- Your assignment -
The string "clear" may appear in lines of the data; report how many lines contain it, with no other output.
^^^^^^^^^^^^^^^^
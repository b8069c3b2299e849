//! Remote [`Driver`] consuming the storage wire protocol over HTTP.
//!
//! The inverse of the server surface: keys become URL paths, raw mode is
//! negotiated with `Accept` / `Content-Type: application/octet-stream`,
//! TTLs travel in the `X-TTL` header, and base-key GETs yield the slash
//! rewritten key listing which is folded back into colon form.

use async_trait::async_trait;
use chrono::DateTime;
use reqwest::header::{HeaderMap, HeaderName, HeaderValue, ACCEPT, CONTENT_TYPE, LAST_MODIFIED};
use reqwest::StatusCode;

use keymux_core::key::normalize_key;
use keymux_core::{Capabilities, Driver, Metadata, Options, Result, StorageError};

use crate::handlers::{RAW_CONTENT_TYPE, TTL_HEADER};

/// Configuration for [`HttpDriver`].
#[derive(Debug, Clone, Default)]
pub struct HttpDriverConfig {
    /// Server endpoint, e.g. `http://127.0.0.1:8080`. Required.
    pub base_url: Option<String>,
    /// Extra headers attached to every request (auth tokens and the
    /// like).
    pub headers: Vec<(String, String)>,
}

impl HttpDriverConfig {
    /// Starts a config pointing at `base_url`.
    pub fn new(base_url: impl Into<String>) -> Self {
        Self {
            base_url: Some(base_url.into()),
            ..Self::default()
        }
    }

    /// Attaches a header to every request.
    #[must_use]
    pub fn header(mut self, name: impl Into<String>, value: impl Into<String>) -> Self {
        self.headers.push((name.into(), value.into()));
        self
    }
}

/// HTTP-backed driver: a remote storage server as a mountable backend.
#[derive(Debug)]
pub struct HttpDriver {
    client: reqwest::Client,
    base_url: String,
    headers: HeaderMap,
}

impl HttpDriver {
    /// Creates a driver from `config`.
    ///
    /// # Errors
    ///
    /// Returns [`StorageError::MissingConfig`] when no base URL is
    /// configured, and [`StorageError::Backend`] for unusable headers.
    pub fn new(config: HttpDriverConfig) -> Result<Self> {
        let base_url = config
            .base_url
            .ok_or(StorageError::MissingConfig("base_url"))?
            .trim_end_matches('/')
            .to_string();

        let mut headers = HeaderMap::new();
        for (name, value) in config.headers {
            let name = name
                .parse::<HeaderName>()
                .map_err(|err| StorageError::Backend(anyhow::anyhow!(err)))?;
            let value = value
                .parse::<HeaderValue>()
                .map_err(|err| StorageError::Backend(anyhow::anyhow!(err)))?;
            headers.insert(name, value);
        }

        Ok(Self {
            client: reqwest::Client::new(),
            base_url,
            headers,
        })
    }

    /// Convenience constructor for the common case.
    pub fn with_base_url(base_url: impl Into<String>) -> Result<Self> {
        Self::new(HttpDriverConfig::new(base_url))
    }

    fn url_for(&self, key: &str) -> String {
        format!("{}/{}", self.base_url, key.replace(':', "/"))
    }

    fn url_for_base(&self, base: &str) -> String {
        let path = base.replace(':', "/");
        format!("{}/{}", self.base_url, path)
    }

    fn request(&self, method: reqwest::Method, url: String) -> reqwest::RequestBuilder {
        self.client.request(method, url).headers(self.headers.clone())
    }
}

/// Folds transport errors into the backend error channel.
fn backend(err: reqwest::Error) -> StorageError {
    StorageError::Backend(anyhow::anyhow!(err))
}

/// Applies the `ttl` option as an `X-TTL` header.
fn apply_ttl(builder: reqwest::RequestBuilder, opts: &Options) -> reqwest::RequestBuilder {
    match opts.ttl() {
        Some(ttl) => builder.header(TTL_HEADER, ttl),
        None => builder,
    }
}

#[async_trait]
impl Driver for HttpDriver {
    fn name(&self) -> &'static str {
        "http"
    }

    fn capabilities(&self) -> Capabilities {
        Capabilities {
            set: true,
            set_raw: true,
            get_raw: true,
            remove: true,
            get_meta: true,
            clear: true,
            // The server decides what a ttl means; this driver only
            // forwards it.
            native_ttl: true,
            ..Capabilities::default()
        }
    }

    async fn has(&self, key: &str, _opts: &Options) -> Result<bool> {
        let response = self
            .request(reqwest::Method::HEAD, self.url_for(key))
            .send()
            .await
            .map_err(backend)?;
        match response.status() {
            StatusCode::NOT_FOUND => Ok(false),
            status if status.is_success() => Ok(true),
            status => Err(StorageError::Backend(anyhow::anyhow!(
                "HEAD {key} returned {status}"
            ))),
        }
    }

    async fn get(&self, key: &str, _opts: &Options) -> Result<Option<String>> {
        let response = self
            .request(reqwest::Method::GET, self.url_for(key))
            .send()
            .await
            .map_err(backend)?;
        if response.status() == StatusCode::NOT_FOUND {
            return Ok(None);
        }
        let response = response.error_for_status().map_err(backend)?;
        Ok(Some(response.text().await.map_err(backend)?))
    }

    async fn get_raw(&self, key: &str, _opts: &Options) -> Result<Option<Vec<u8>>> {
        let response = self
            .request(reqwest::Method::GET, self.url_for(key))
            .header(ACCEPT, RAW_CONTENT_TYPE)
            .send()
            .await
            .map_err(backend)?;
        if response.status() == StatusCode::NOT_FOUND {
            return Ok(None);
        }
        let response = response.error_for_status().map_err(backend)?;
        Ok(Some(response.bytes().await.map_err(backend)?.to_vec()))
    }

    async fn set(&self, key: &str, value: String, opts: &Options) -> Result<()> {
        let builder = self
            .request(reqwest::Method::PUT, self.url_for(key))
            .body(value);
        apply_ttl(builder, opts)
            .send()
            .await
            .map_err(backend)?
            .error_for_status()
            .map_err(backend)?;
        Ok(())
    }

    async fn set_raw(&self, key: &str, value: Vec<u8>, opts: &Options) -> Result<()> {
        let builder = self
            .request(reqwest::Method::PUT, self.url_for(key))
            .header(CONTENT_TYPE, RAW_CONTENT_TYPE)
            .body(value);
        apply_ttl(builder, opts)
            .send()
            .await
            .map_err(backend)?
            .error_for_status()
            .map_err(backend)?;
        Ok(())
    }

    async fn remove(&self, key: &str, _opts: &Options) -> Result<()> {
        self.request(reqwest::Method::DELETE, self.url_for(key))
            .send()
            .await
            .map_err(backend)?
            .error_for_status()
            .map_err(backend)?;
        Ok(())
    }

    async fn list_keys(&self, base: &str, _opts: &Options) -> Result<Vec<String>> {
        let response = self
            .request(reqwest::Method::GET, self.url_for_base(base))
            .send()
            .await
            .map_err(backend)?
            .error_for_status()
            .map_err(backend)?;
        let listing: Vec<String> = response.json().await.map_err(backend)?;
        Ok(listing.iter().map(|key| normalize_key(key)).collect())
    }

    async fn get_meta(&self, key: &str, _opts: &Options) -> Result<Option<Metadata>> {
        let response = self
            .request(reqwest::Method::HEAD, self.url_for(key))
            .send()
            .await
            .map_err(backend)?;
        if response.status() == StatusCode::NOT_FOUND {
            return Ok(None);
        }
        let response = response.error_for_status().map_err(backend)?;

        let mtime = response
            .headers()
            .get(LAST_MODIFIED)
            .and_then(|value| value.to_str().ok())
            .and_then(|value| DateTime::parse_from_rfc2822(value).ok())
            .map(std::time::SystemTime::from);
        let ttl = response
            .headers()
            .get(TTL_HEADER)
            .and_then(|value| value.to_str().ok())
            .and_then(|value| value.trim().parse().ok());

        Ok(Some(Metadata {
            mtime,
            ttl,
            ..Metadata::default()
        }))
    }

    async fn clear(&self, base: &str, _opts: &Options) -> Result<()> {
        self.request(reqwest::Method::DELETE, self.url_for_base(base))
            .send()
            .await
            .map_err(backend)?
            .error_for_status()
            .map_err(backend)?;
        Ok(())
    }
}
^^^^^^^^^^^^^^^^
- Written reply -
2